TERSANGKA kasus pencemaran nama baik dan fitnah soal ijazah palsu mantan Presiden Joko Widodo, Roy Suryo kembali mengajukan permohonan praperadilan untuk yang kedua kalinya. Gugatan terbaru baru didaftarkan Roy Suryo dan kuasa hukumnya pada Kamis, 2 Juli 2026 lalu.
Menurut Roy, permohonan praperadilan yang baru memiliki pokok gugatan yang berbeda dengan yang sebelumnya. "Praperadilan yang kedua nanti akan mempertanyakan tentang penetapan tersangka," ujar Roy di Pengadilan Negeri Jakarta Selatan pada Jumat, 3 Juli 2026.
Scroll ke bawah untuk melanjutkan membaca
Roy menjelaskan, pihaknya mempertanyakan alasan pemakaian Undang-Undang Informasi dan Transaksi Elektronik atau UU ITE oleh penyidik dan jaksa dalam perkara tersebut. "Kami koreksi dan kami benarkan dulu dalil-dalil yang disampaikan," kata Roy.

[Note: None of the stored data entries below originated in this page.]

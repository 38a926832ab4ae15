use std::ops::Range;

/// Byte span of the first `\d+\.?\d*` match in `text`.
pub fn literal_span(text: &str) -> Option<Range<usize>> {
    let bytes = text.as_bytes();
    let start = bytes.iter().position(u8::is_ascii_digit)?;

    let mut end = start;
    while end < bytes.len() && bytes[end].is_ascii_digit() {
        end += 1;
    }
    if end < bytes.len() && bytes[end] == b'.' {
        end += 1;
        while end < bytes.len() && bytes[end].is_ascii_digit() {
            end += 1;
        }
    }
    Some(start..end)
}

/// First unsigned numeric literal in `text`.
pub fn first_literal(text: &str) -> Option<f64> {
    let span = literal_span(text)?;
    text[span].trim_end_matches('.').parse().ok()
}
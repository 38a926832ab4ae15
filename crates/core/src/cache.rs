use chrono::{DateTime, Utc};
use dashmap::DashMap;
use std::time::Duration;

pub const DEFAULT_TTL: Duration = Duration::from_secs(3600);

#[derive(Debug, Clone, PartialEq, Eq, Hash)]
pub struct CacheKey {
    pub provider: String,
    pub ticker: String,
    pub metric: String,
}

impl CacheKey {
    pub fn new(provider: &str, ticker: &str, metric: &str) -> Self {
        Self {
            provider: provider.to_string(),
            ticker: ticker.to_string(),
            metric: metric.to_string(),
        }
    }
}

#[derive(Debug, Clone, Copy)]
struct CacheEntry {
    value: f64,
    written_at: DateTime<Utc>,
}

impl CacheEntry {
    fn is_expired(&self, now: DateTime<Utc>, ttl: chrono::Duration) -> bool {
        now - self.written_at > ttl
    }
}

/// Process-wide reading cache with lazy, time-only expiry.
///
/// Constructed once at startup and shared by reference; there is no background sweep
/// and no size bound. Expired entries are removed by the read that notices them.
#[derive(Debug)]
pub struct ReadingCache {
    entries: DashMap<CacheKey, CacheEntry>,
    ttl: chrono::Duration,
}

impl Default for ReadingCache {
    fn default() -> Self {
        Self::new(DEFAULT_TTL)
    }
}

impl ReadingCache {
    pub fn new(ttl: Duration) -> Self {
        let ttl = chrono::Duration::from_std(ttl).unwrap_or(chrono::Duration::MAX);
        Self {
            entries: DashMap::new(),
            ttl,
        }
    }

    pub fn get(&self, key: &CacheKey) -> Option<f64> {
        self.get_at(key, Utc::now())
    }

    pub fn get_at(&self, key: &CacheKey, now: DateTime<Utc>) -> Option<f64> {
        match self.entries.get(key) {
            Some(entry) if !entry.is_expired(now, self.ttl) => return Some(entry.value),
            Some(_) => {}
            None => return None,
        }

        // The read guard is released above; a concurrent `set` may have refreshed the
        // entry in between, so only remove it if it is still stale.
        self.entries
            .remove_if(key, |_, entry| entry.is_expired(now, self.ttl));
        None
    }

    pub fn set(&self, key: CacheKey, value: f64) {
        self.set_at(key, value, Utc::now());
    }

    pub fn set_at(&self, key: CacheKey, value: f64, written_at: DateTime<Utc>) {
        self.entries.insert(key, CacheEntry { value, written_at });
    }

    pub fn clear(&self) {
        self.entries.clear();
    }

    pub fn len(&self) -> usize {
        self.entries.len()
    }

    pub fn is_empty(&self) -> bool {
        self.entries.is_empty()
    }
}
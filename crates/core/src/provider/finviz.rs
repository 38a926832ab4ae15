use crate::config::Settings;
use crate::domain::Ticker;
use crate::provider::{extract, http, ValueProvider};
use anyhow::Result;

const DEFAULT_BASE_URL: &str = "https://finviz.com";
const SOURCE: &str = "Finviz";

/// Quote-page client. Every Finviz provider holds a handle to the same client.
#[derive(Debug, Clone)]
pub struct FinvizClient {
    http: reqwest::Client,
    base_url: String,
}

impl FinvizClient {
    pub fn new(http: reqwest::Client, base_url: impl Into<String>) -> Self {
        Self {
            http,
            base_url: base_url.into(),
        }
    }

    pub fn from_settings(settings: &Settings) -> Result<Self> {
        let base_url =
            std::env::var("FINVIZ_BASE_URL").unwrap_or_else(|_| DEFAULT_BASE_URL.to_string());
        Ok(Self::new(settings.http_client()?, base_url))
    }

    pub fn gross_margin(&self) -> FinvizProvider {
        FinvizProvider {
            id: "finviz.gross_margin",
            labels: &["Gross Margin", "Gross M."],
            client: self.clone(),
        }
    }

    pub fn pe_ratio(&self) -> FinvizProvider {
        FinvizProvider {
            id: "finviz.pe_ratio",
            labels: &["P/E", "Trailing P/E"],
            client: self.clone(),
        }
    }

    async fn quote_page(&self, ticker: &Ticker) -> Result<Option<String>> {
        let url = http::join_url(&self.base_url, &format!("quote.ashx?t={ticker}"));
        http::get_text(&self.http, &url).await
    }
}

#[derive(Debug, Clone)]
pub struct FinvizProvider {
    id: &'static str,
    labels: &'static [&'static str],
    client: FinvizClient,
}

#[async_trait::async_trait]
impl ValueProvider for FinvizProvider {
    fn id(&self) -> &str {
        self.id
    }

    fn source(&self) -> &'static str {
        SOURCE
    }

    async fn fetch(&self, ticker: &Ticker) -> Result<Option<f64>> {
        let Some(page) = self.client.quote_page(ticker).await? else {
            return Ok(None);
        };

        let value = extract::label_value(&page, self.labels);
        if value.is_none() {
            tracing::debug!(provider = self.id, %ticker, labels = ?self.labels, "label not found on quote page");
        }
        Ok(value)
    }
}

Menurut Roy, pihaknya juga berkaca pada proses persidangan koleganya, Tifauziah Tyassuma atau dokter Tifa di kasus yang sama. Roy mengklaim, dakwaan jaksa dalam perkara itu sangat jauh dari fakta-fakta yang terjadi, termasuk soal bukti-buktinya.
Roy menyatakan, pihaknya tidak ingin proses hukum di persidangan nantinya mengacu pada hasil penyidikan yang tidak tepat. "Dan itu tidak ada yang namanya buying time," kata Roy kepada wartawan.
Sidang perdana gugatan praperadilan tersebut dijadwalkan berlangsung pada Jumat, 10 Juli 2026 mendatang. "Permohonan praperadilan yang baru untuk menguji sah tidaknya penetapan tersangka," kata kuasa hukum Roy Suryo, Abdul Ghafur Sangaji, pada Jumat, 3 Juli 2026.
Tercatat sejumlah pihak menjadi termohon dan turut termohon di dalam gugatan praperadilan tersebut. Di antaranya Kepala Kepolisian Daerah Metropolitan Jakarta Raya, Direktorat Reserse Kriminal Umum Polda Metro Jaya, Kejaksaan Negeri Jakarta Selatan, hingga Kejaksaan Tinggi Jakarta.
Roy Suryo sebelumnya diketahui sempat mengajukan gugatan praperadilan terkait upaya paksa dari polisi terhadap dirinya. Permohonan praperadilan itu teregistrasi dengan nomor 99/Pid.Pra/2026/ON.JKT.SEL tertanggal 22 Juni 2026.
Pengacara Roy Suryo, Refly Harun, menyebutkan ada tiga hal yang akan mereka permasalahkan di pengadilan nanti. "Penggeledahan, penangkapan dan penahanan," kata Refly saat dikonfirmasi, pada Rabu, 23 Juni 2026.